Museum guide Natalija Šimunić in an interview for FENA emphasizes that due to deterioration, the old part of the monastery, which housed a museum and library, was demolished 20 years ago, and a new building was built on the same site. The Museum building in this form has been operating since about seven years, with a new setting.
On three floors, the Museum contains two to three thousand exhibits. The ethnographic and mining part contains ores and minerals, tools and weapons from the Ottoman Empire and blacksmith tools. An integral part is the library, old and new. The old library with more than ten thousand titles is mostly used for research purposes. The new library has about 40,000 titles and is used more than the old one, the membership fee is not paid. Titles from the new library are used a lot, especially during the pandemic period, when people spent more time at home.
“We have more than 120 members. Most of them are students, who are looking for readings for school projects, but they also read other titles as well“, says Šimunić.
Within the Museum there is also a Mass vestment, a Franciscan collection. There is an Ahdnam document and a cloak, as well as the oldest painting in Bosnia and Herzegovina. There are also many chalices, crosses, mostly the work of Fojnica masters.
As Šimunić points out, Ahdnama was signed on May 28, 1463 in Milodraž, in the area of the municipality of Kiseljak. It happened in a military camp when Friar Anđelo Zvizdović appeared before the Sultan and asked him to protect Catholics and Franciscans in this area, so that they could freely profess the faith.
“The original document of the Ahdnam is in the archives of the Franciscan monastery, and a copy of that document is on display in the Museum. The silk cloak with which the sultan is believed to have clothed Friar Anđelo Zvizdović is also on display,” she said.

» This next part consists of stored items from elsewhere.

//! Track Orders Handler

use std::sync::Arc;

use bazaar::customers::PhoneNumber;
use salvo::{oapi::extract::QueryParam, prelude::*};

use crate::{
    extensions::*,
    orders::{errors::into_status_error, models::OrdersResponse},
    state::State,
};

/// Track Orders Handler
///
/// Returns every order placed with a phone number, newest first. The number
/// may be given in any accepted format.
#[endpoint(
    tags("orders"),
    summary = "Track Orders",
    responses(
        (status_code = StatusCode::OK, description = "Orders", body = OrdersResponse),
        (status_code = StatusCode::BAD_REQUEST, description = "Invalid phone number"),
    ),
)]
pub(crate) async fn handler(
    phone: QueryParam<String, true>,
    depot: &mut Depot,
) -> Result<Json<OrdersResponse>, StatusError> {
    let state = depot.obtain_or_500::<Arc<State>>()?;

    let phone = PhoneNumber::parse(&phone.into_inner())
        .map_err(|error| StatusError::bad_request().brief(error.to_string()))?;

    let orders = state
        .app
        .orders
        .track_orders(phone)
        .await
        .map_err(into_status_error)?;

    Ok(Json(orders.into()))
}

#[cfg(test)]
mod tests {
    use bazaar::orders::OrderStatus;
    use bazaar_app::domain::orders::MockOrdersService;
    use salvo::test::{ResponseExt, TestClient};
    use testresult::TestResult;

    use crate::test_helpers::{make_order, orders_service};

    use super::*;

    fn make_service(orders: MockOrdersService) -> Service {
        orders_service(orders, Router::with_path("orders/track").get(handler))
    }

    #[tokio::test]
    async fn test_track_normalises_phone() -> TestResult {
        let mut orders = MockOrdersService::new();

        orders
            .expect_track_orders()
            .once()
            .withf(|phone| phone.as_str() == "01712345678")
            .return_once(|_| {
                Ok(vec![
                    make_order(OrderStatus::Shipped),
                    make_order(OrderStatus::Delivered),
                ])
            });

        let mut res = TestClient::get("http://example.com/orders/track?phone=%2B8801712-345678")
            .send(&make_service(orders))
            .await;

        let body: OrdersResponse = res.take_json().await?;

        assert_eq!(res.status_code, Some(StatusCode::OK));
        assert_eq!(body.orders.len(), 2);

        Ok(())
    }

    #[tokio::test]
    async fn test_invalid_phone_returns_400() {
        let mut orders = MockOrdersService::new();

        orders.expect_track_orders().never();

        let res = TestClient::get("http://example.com/orders/track?phone=12345")
            .send(&make_service(orders))
            .await;

        assert_eq!(res.status_code, Some(StatusCode::BAD_REQUEST));
    }

    #[tokio::test]
    async fn test_missing_phone_returns_400() {
        let mut orders = MockOrdersService::new();

        orders.expect_track_orders().never();

        let res = TestClient::get("http://example.com/orders/track")
            .send(&make_service(orders))
            .await;

        assert_eq!(res.status_code, Some(StatusCode::BAD_REQUEST));
    }
}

One room of the Museum is reserved for numismatics (Roman, Greek, medieval Bosnian money, up to 19th century and more recent paper banknotes), as well as 12th century BC archeological excavations. The Museum also has a rich gallery with more than 250 paintings by various authors.
So far, a great number of visitors have passed through the Museum, there used to be up to nine thousand of them a year. Due to the coronavirus pandemic, there are fewer visitors, mostly from Bosnia and Herzegovina.

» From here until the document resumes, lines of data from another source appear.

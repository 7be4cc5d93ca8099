//! Staff service.

use async_trait::async_trait;
use mockall::automock;
use tracing::{info, warn};

use crate::{
    database::Db,
    domain::staff::{
        errors::StaffServiceError,
        records::{IssuedStaffToken, StaffTokenRecord, StaffTokenUuid},
        repository::PgStaffTokensRepository,
        token::{generate_staff_token, hash_staff_token, parse_staff_token},
    },
};

#[derive(Debug, Clone)]
pub struct PgStaffService {
    db: Db,
    repository: PgStaffTokensRepository,
}

impl PgStaffService {
    #[must_use]
    pub fn new(db: Db) -> Self {
        Self {
            db,
            repository: PgStaffTokensRepository::new(),
        }
    }

    /// Issue a new staff token.
    ///
    /// # Errors
    ///
    /// Returns an error if the label is blank or the token cannot be stored.
    #[tracing::instrument(name = "staff.service.issue_token", skip(self), err)]
    pub async fn issue_token(&self, label: &str) -> Result<IssuedStaffToken, StaffServiceError> {
        let token = generate_staff_token();

        let mut tx = self.db.begin().await?;

        let record = self
            .repository
            .create_token(&mut tx, StaffTokenUuid::new(), label.trim(), &hash_staff_token(&token))
            .await?;

        tx.commit().await?;

        info!(token_uuid = %record.uuid, "issued staff token");

        Ok(IssuedStaffToken { token, record })
    }

    /// Revoke a staff token.
    ///
    /// # Errors
    ///
    /// Returns [`StaffServiceError::NotFound`] if the token does not exist or
    /// was already revoked.
    #[tracing::instrument(name = "staff.service.revoke_token", skip(self), fields(token_uuid = %uuid), err)]
    pub async fn revoke_token(&self, uuid: StaffTokenUuid) -> Result<StaffTokenRecord, StaffServiceError> {
        let mut tx = self.db.begin().await?;

        let record = self
            .repository
            .revoke(&mut tx, uuid)
            .await?
            .ok_or(StaffServiceError::NotFound)?;

        tx.commit().await?;

        info!("revoked staff token");

        Ok(record)
    }
}

#[async_trait]
impl StaffService for PgStaffService {
    async fn authenticate_bearer(&self, token: &str) -> Result<StaffTokenRecord, StaffServiceError> {
        let token = parse_staff_token(token)?;

        let mut tx = self.db.begin().await?;

        let Some(record) = self
            .repository
            .find_active_by_hash(&mut tx, &hash_staff_token(token))
            .await?
        else {
            warn!("rejected unknown or revoked staff token");

            return Err(StaffServiceError::Unauthorized);
        };

        self.repository.touch(&mut tx, record.uuid).await?;

        tx.commit().await?;

        Ok(record)
    }
}

#[automock]
#[async_trait]
pub trait StaffService: Send + Sync {
    /// Resolve a bearer token to the staff token it was issued as.
    async fn authenticate_bearer(&self, token: &str) -> Result<StaffTokenRecord, StaffServiceError>;
}
//! Order Errors

use bazaar::checkout::AssemblyError;
use bazaar_app::domain::orders::OrdersServiceError;
use salvo::http::{StatusCode, StatusError};
use tracing::error;

use crate::errors::{ApiError, ErrorResponse};

pub(crate) fn into_api_error(error: OrdersServiceError) -> ApiError {
    let code = error.reason_code();

    match error {
        OrdersServiceError::Invalid(errors) => {
            ApiError::rejected(StatusCode::BAD_REQUEST, ErrorResponse::from(&errors))
        }
        OrdersServiceError::Rejected(rejection) => rejected(&rejection),
        OrdersServiceError::CouponExhausted
        | OrdersServiceError::IllegalTransition(_)
        | OrdersServiceError::StatusConflict
        | OrdersServiceError::InvalidReference => ApiError::rejected(
            StatusCode::CONFLICT,
            ErrorResponse::new(code, error.to_string()),
        ),
        OrdersServiceError::InvalidData | OrdersServiceError::MissingRequiredData => {
            ApiError::rejected(
                StatusCode::BAD_REQUEST,
                ErrorResponse::new(code, error.to_string()),
            )
        }
        OrdersServiceError::NotFound => StatusError::not_found().brief("Order not found").into(),
        OrdersServiceError::AlreadyExists
        | OrdersServiceError::OrderNumberExhausted
        | OrdersServiceError::Contention(_)
        | OrdersServiceError::Sql(_) => {
            error!("order request failed: {error}");

            StatusError::internal_server_error().into()
        }
    }
}

/// Plain status for read-only endpoints, which have no rejection body.
pub(crate) fn into_status_error(error: OrdersServiceError) -> StatusError {
    match into_api_error(error) {
        ApiError::Status(status) => status,
        ApiError::Rejected { status, body } => StatusError::from_code(status)
            .unwrap_or_else(StatusError::internal_server_error)
            .brief(body.message),
    }
}

fn rejected(rejection: &AssemblyError) -> ApiError {
    let body = ErrorResponse::new(rejection.reason_code(), rejection.to_string());

    match rejection {
        AssemblyError::ProductUnavailable { line } => ApiError::rejected(
            StatusCode::CONFLICT,
            ErrorResponse {
                line: Some((*line).into()),
                ..body
            },
        ),
        AssemblyError::InsufficientStock {
            line, available, ..
        } => ApiError::rejected(
            StatusCode::CONFLICT,
            ErrorResponse {
                line: Some((*line).into()),
                available: Some(*available),
                ..body
            },
        ),
        AssemblyError::CouponInvalid(reason) => ApiError::rejected(
            StatusCode::UNPROCESSABLE_ENTITY,
            body.with_reason(reason.reason_code()),
        ),
        AssemblyError::AmountOverflow => ApiError::rejected(StatusCode::BAD_REQUEST, body),
    }
}
//! Order request and response bodies.

use bazaar::{
    catalog::{ProductUuid, VariantUuid},
    checkout::{CheckoutRequest, LineRequest},
    customers::{CustomerInfo, PaymentInfo, PaymentMethod},
    orders::{Order, OrderItem, OrderStatus, PaymentStatus},
};
use bazaar_app::domain::orders::data::StatusUpdate;
use salvo::oapi::ToSchema;
use serde::{Deserialize, Serialize};
use uuid::Uuid;

/// Customer contact details
#[derive(Debug, Clone, Serialize, Deserialize, ToSchema)]
pub(crate) struct CustomerRequest {
    pub name: String,

    /// Bangladeshi mobile number, e.g. `01712345678` or `+880 1712-345678`
    pub phone: String,

    pub address: String,

    #[serde(default)]
    pub email: Option<String>,
}

impl From<CustomerRequest> for CustomerInfo {
    fn from(request: CustomerRequest) -> Self {
        CustomerInfo {
            name: request.name,
            phone: request.phone,
            address: request.address,
            email: request.email,
        }
    }
}

#[derive(Debug, Clone, Copy, PartialEq, Eq, Serialize, Deserialize, ToSchema)]
#[serde(rename_all = "SCREAMING_SNAKE_CASE")]
pub(crate) enum PaymentMethodBody {
    Cod,
    Bkash,
}

impl From<PaymentMethodBody> for PaymentMethod {
    fn from(method: PaymentMethodBody) -> Self {
        match method {
            PaymentMethodBody::Cod => PaymentMethod::Cod,
            PaymentMethodBody::Bkash => PaymentMethod::Bkash,
        }
    }
}

impl From<PaymentMethod> for PaymentMethodBody {
    fn from(method: PaymentMethod) -> Self {
        match method {
            PaymentMethod::Cod => PaymentMethodBody::Cod,
            PaymentMethod::Bkash => PaymentMethodBody::Bkash,
        }
    }
}

/// Payment details. bKash payments carry the sender number and transaction id.
#[derive(Debug, Clone, Serialize, Deserialize, ToSchema)]
#[serde(rename_all = "camelCase")]
pub(crate) struct PaymentRequest {
    pub method: PaymentMethodBody,

    #[serde(default)]
    pub bkash_number: Option<String>,

    #[serde(default)]
    pub bkash_transaction_id: Option<String>,
}

impl From<PaymentRequest> for PaymentInfo {
    fn from(request: PaymentRequest) -> Self {
        PaymentInfo {
            method: request.method.into(),
            bkash_number: request.bkash_number,
            bkash_transaction_id: request.bkash_transaction_id,
        }
    }
}

/// Requested order line. Prices are always taken from the catalog.
#[derive(Debug, Clone, Copy, Serialize, Deserialize, ToSchema)]
#[serde(rename_all = "camelCase")]
pub(crate) struct LineItemRequest {
    pub product_id: Uuid,

    #[serde(default)]
    pub variant_id: Option<Uuid>,

    pub quantity: u32,
}

impl From<LineItemRequest> for LineRequest {
    fn from(request: LineItemRequest) -> Self {
        LineRequest {
            product: ProductUuid::from_uuid(request.product_id),
            variant: request.variant_id.map(VariantUuid::from_uuid),
            quantity: request.quantity,
        }
    }
}

/// Place Order Request
#[derive(Debug, Clone, Serialize, Deserialize, ToSchema)]
#[serde(rename_all = "camelCase")]
pub(crate) struct PlaceOrderRequest {
    pub customer: CustomerRequest,
    pub payment: PaymentRequest,
    pub items: Vec<LineItemRequest>,

    #[serde(default)]
    pub coupon_code: Option<String>,

    /// Signed-in customer placing the order
    #[serde(default)]
    pub user_id: Option<Uuid>,

    /// Client-generated key; resubmitting it returns the original order
    #[serde(default)]
    pub idempotency_key: Option<String>,
}

impl From<PlaceOrderRequest> for CheckoutRequest {
    fn from(request: PlaceOrderRequest) -> Self {
        CheckoutRequest {
            customer: request.customer.into(),
            payment: request.payment.into(),
            items: request.items.into_iter().map(Into::into).collect(),
            coupon_code: request.coupon_code,
            user_id: request.user_id,
            idempotency_key: request.idempotency_key,
        }
    }
}

/// Order Placed Response
#[derive(Debug, Serialize, Deserialize, ToSchema)]
#[serde(rename_all = "camelCase")]
pub(crate) struct OrderPlacedResponse {
    pub order_number: String,

    /// Amount payable
    pub total: u64,

    /// The idempotency key had already produced this order
    pub replayed: bool,
}

#[derive(Debug, Clone, Copy, PartialEq, Eq, Serialize, Deserialize, ToSchema)]
#[serde(rename_all = "SCREAMING_SNAKE_CASE")]
pub(crate) enum OrderStatusBody {
    Pending,
    Confirmed,
    Processing,
    Shipped,
    Delivered,
    Cancelled,
}

impl From<OrderStatusBody> for OrderStatus {
    fn from(status: OrderStatusBody) -> Self {
        match status {
            OrderStatusBody::Pending => OrderStatus::Pending,
            OrderStatusBody::Confirmed => OrderStatus::Confirmed,
            OrderStatusBody::Processing => OrderStatus::Processing,
            OrderStatusBody::Shipped => OrderStatus::Shipped,
            OrderStatusBody::Delivered => OrderStatus::Delivered,
            OrderStatusBody::Cancelled => OrderStatus::Cancelled,
        }
    }
}

impl From<OrderStatus> for OrderStatusBody {
    fn from(status: OrderStatus) -> Self {
        match status {
            OrderStatus::Pending => OrderStatusBody::Pending,
            OrderStatus::Confirmed => OrderStatusBody::Confirmed,
            OrderStatus::Processing => OrderStatusBody::Processing,
            OrderStatus::Shipped => OrderStatusBody::Shipped,
            OrderStatus::Delivered => OrderStatusBody::Delivered,
            OrderStatus::Cancelled => OrderStatusBody::Cancelled,
        }
    }
}

#[derive(Debug, Clone, Copy, PartialEq, Eq, Serialize, Deserialize, ToSchema)]
#[serde(rename_all = "SCREAMING_SNAKE_CASE")]
pub(crate) enum PaymentStatusBody {
    Pending,
    Paid,
    Failed,
}

impl From<PaymentStatusBody> for PaymentStatus {
    fn from(status: PaymentStatusBody) -> Self {
        match status {
            PaymentStatusBody::Pending => PaymentStatus::Pending,
            PaymentStatusBody::Paid => PaymentStatus::Paid,
            PaymentStatusBody::Failed => PaymentStatus::Failed,
        }
    }
}

impl From<PaymentStatus> for PaymentStatusBody {
    fn from(status: PaymentStatus) -> Self {
        match status {
            PaymentStatus::Pending => PaymentStatusBody::Pending,
            PaymentStatus::Paid => PaymentStatusBody::Paid,
            PaymentStatus::Failed => PaymentStatusBody::Failed,
        }
    }
}

/// Update Order Status Request
#[derive(Debug, Clone, Copy, Default, Serialize, Deserialize, ToSchema)]
#[serde(rename_all = "camelCase")]
pub(crate) struct UpdateOrderStatusRequest {
    #[serde(default)]
    pub order_status: Option<OrderStatusBody>,

    #[serde(default)]
    pub payment_status: Option<PaymentStatusBody>,
}

impl From<UpdateOrderStatusRequest> for StatusUpdate {
    fn from(request: UpdateOrderStatusRequest) -> Self {
        StatusUpdate {
            order_status: request.order_status.map(Into::into),
            payment_status: request.payment_status.map(Into::into),
        }
    }
}

#[derive(Debug, Serialize, Deserialize, ToSchema)]
#[serde(rename_all = "camelCase")]
pub(crate) struct OrderItemResponse {
    pub product_id: Uuid,

    #[serde(default)]
    pub variant_id: Option<Uuid>,

    /// Product name at the time of purchase
    pub name: String,

    pub quantity: u32,

    /// Unit price frozen at commit
    pub unit_price: u64,

    pub line_total: u64,
}

impl From<OrderItem> for OrderItemResponse {
    fn from(item: OrderItem) -> Self {
        OrderItemResponse {
            product_id: item.product_uuid.into(),
            variant_id: item.variant_uuid.map(Into::into),
            name: item.name,
            quantity: item.quantity,
            unit_price: item.unit_price,
            line_total: item.line_total,
        }
    }
}

/// Order Response
#[derive(Debug, Serialize, Deserialize, ToSchema)]
#[serde(rename_all = "camelCase")]
pub(crate) struct OrderResponse {
    pub order_number: String,
    pub customer_name: String,
    pub customer_phone: String,
    pub customer_address: String,

    #[serde(default)]
    pub customer_email: Option<String>,

    #[serde(default)]
    pub user_id: Option<Uuid>,

    pub payment_method: PaymentMethodBody,

    #[serde(default)]
    pub bkash_number: Option<String>,

    #[serde(default)]
    pub bkash_transaction_id: Option<String>,

    pub items: Vec<OrderItemResponse>,
    pub subtotal: u64,
    pub discount: u64,
    pub total: u64,

    #[serde(default)]
    pub coupon_code: Option<String>,

    pub order_status: OrderStatusBody,
    pub payment_status: PaymentStatusBody,

    /// The date and time the order was placed
    pub created_at: String,

    /// The date and time the order was last updated
    pub updated_at: String,
}

impl From<Order> for OrderResponse {
    fn from(order: Order) -> Self {
        let (bkash_number, bkash_transaction_id) = order
            .payment_reference
            .map(|reference| (reference.bkash_number, reference.bkash_trx_id))
            .unzip();

        OrderResponse {
            order_number: order.order_number.to_string(),
            customer_name: order.customer_name,
            customer_phone: order.customer_phone,
            customer_address: order.customer_address,
            customer_email: order.customer_email,
            user_id: order.user_uuid,
            payment_method: order.payment_method.into(),
            bkash_number,
            bkash_transaction_id,
            items: order.items.into_iter().map(Into::into).collect(),
            subtotal: order.subtotal,
            discount: order.discount,
            total: order.total,
            coupon_code: order.coupon_code,
            order_status: order.order_status.into(),
            payment_status: order.payment_status.into(),
            created_at: order.created_at.to_string(),
            updated_at: order.updated_at.to_string(),
        }
    }
}

/// Orders Response
#[derive(Debug, Serialize, Deserialize, ToSchema)]
pub(crate) struct OrdersResponse {
    /// Orders, newest first
    pub orders: Vec<OrderResponse>,
}

impl From<Vec<Order>> for OrdersResponse {
    fn from(orders: Vec<Order>) -> Self {
        OrdersResponse {
            orders: orders.into_iter().map(Into::into).collect(),
        }
    }
}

“Tourists come sporadically, and they used to come from more than 40 countries around the world. In 2019, we had about five and a half thousand visitors, and in 2020, about a thousand and a half. The pandemic has had a negative impact on everyone, including the Museum,” she said.
Šimunić lives in a natural and healthy environment, in the fresh air, and she does not feel the consequences of the pandemic directly. Yet she is sad that she cannot, at full capacity, do the job she enjoys so much. She believes this is a temporary situation. Šimunić and a colleague, who works with her at the Museum, hope that more visitors will return to the Museum and thus breathe life into the city itself, which largely lives off tourism.

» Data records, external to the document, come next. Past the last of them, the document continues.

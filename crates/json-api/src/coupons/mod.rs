//! Coupons

pub(crate) mod errors;
pub(crate) mod handlers;
pub(crate) mod models;

pub(crate) use handlers::*;
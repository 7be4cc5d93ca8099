//! Coupon Codes

use std::{fmt, str::FromStr};

use serde::{Deserialize, Deserializer, Serialize, Serializer};
use thiserror::Error;

/// Maximum length of a coupon code.
pub const MAX_CODE_LEN: usize = 64;

/// Reasons a string is not a usable coupon code.
#[derive(Debug, Error, Clone, Copy, PartialEq, Eq)]
pub enum CouponCodeError {
    #[error("coupon code is empty")]
    Empty,

    #[error("coupon code is longer than {MAX_CODE_LEN} characters")]
    TooLong,

    #[error("coupon code may only contain letters, digits, '-' and '_'")]
    InvalidCharacter,
}

/// A normalised coupon code. Codes compare case-insensitively, so the
/// canonical form is trimmed and upper-cased.
#[derive(Debug, Clone, PartialEq, Eq, Hash, PartialOrd, Ord)]
pub struct CouponCode(String);

impl CouponCode {
    /// Parse and normalise a user-supplied code.
    ///
    /// # Errors
    ///
    /// Returns a [`CouponCodeError`] if the trimmed code is empty, too long or
    /// contains characters outside `[A-Za-z0-9_-]`.
    pub fn parse(raw: &str) -> Result<Self, CouponCodeError> {
        let trimmed = raw.trim();

        if trimmed.is_empty() {
            return Err(CouponCodeError::Empty);
        }

        if trimmed.chars().count() > MAX_CODE_LEN {
            return Err(CouponCodeError::TooLong);
        }

        if !trimmed
            .chars()
            .all(|c| c.is_ascii_alphanumeric() || c == '-' || c == '_')
        {
            return Err(CouponCodeError::InvalidCharacter);
        }

        Ok(Self(trimmed.to_ascii_uppercase()))
    }

    /// The upper-cased code.
    pub fn as_str(&self) -> &str {
        &self.0
    }
}

impl fmt::Display for CouponCode {
    fn fmt(&self, f: &mut fmt::Formatter<'_>) -> fmt::Result {
        f.write_str(&self.0)
    }
}

impl FromStr for CouponCode {
    type Err = CouponCodeError;

    fn from_str(s: &str) -> Result<Self, Self::Err> {
        Self::parse(s)
    }
}

impl Serialize for CouponCode {
    fn serialize<S: Serializer>(&self, serializer: S) -> Result<S::Ok, S::Error> {
        serializer.serialize_str(&self.0)
    }
}

impl<'de> Deserialize<'de> for CouponCode {
    fn deserialize<D: Deserializer<'de>>(deserializer: D) -> Result<Self, D::Error> {
        let raw = String::deserialize(deserializer)?;

        Self::parse(&raw).map_err(serde::de::Error::custom)
    }
}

The Museum is part of the Franciscan monastery of the ‘Holy Spirit’ in Fojnica, which also includes a church and archive. The objects found in the Monastery were mostly made of Fojnica gold and silver, and were made by Fojnica masters.
The Franciscans came to Fojnica in the 14th century. The first church was in the town of Fojnica. They moved to the present location, below the hill of Križ, in the 16th century. Seven Franciscans currently live in the monastery, performing regular duties for the monastery and the parish. The church is from the 19th century, designed by Josip Vancaš, and the interior was painted by Josip Oisner in 1894. The Museum of the Franciscan Monastery in Fojnica was nominated in 2016 for the European Museum of the Year award, in competition with the 60 best museums in Europe.